_Activity_
The expected answer is every line from the material below that has the word "Result".

Segment Open

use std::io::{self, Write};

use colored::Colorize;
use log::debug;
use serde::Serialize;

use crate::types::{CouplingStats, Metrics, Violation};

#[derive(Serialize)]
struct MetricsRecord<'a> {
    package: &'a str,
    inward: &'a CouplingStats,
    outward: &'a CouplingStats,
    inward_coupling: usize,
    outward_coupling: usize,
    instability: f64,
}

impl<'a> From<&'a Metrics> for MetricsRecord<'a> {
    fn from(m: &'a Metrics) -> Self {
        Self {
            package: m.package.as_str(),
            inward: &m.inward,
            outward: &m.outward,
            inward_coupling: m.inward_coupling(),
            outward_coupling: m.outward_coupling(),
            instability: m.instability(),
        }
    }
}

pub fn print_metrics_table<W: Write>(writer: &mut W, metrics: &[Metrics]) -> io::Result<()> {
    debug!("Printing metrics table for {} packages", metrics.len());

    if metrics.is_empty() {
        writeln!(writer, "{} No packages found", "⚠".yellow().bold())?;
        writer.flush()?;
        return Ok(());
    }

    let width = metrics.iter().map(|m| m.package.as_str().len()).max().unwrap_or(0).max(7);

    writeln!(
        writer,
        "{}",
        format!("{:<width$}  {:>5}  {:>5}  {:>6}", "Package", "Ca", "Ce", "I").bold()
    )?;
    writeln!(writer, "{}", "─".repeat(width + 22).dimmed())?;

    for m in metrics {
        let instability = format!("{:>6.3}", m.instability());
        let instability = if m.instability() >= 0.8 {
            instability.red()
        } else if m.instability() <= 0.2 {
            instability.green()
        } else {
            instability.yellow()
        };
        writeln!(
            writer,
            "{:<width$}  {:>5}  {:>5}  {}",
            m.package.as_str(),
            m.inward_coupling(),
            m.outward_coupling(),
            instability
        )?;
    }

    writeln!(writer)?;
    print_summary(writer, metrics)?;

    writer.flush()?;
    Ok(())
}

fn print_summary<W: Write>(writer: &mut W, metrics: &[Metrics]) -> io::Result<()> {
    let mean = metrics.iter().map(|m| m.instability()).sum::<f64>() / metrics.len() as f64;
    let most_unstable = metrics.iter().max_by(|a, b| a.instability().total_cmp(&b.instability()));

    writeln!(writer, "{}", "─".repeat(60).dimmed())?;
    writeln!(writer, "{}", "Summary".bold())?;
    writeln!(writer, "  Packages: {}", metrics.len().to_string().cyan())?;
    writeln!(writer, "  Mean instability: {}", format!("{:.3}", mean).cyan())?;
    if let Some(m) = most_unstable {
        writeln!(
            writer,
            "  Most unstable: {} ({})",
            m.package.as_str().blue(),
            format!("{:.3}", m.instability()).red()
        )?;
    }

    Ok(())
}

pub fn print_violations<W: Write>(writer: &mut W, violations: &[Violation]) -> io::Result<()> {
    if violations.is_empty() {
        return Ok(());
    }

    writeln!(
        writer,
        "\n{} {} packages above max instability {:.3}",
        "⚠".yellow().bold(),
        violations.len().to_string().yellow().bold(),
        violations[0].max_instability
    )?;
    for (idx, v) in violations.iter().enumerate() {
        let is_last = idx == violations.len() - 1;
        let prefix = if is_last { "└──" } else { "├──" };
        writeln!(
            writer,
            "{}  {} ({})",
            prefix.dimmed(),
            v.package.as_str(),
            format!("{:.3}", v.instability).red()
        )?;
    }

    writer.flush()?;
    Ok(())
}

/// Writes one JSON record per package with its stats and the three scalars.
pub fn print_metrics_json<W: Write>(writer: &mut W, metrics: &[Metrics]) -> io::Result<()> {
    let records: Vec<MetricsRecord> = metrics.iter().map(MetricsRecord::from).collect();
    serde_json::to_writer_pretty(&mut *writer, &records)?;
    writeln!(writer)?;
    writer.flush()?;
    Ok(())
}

Segment Closed

_Final answer_
pub fn print_metrics_table<W: Write>(writer: &mut W, metrics: &[Metrics]) -> io::Result<()> {
fn print_summary<W: Write>(writer: &mut W, metrics: &[Metrics]) -> io::Result<()> {
pub fn print_violations<W: Write>(writer: &mut W, violations: &[Violation]) -> io::Result<()> {
pub fn print_metrics_json<W: Write>(writer: &mut W, metrics: &[Metrics]) -> io::Result<()> {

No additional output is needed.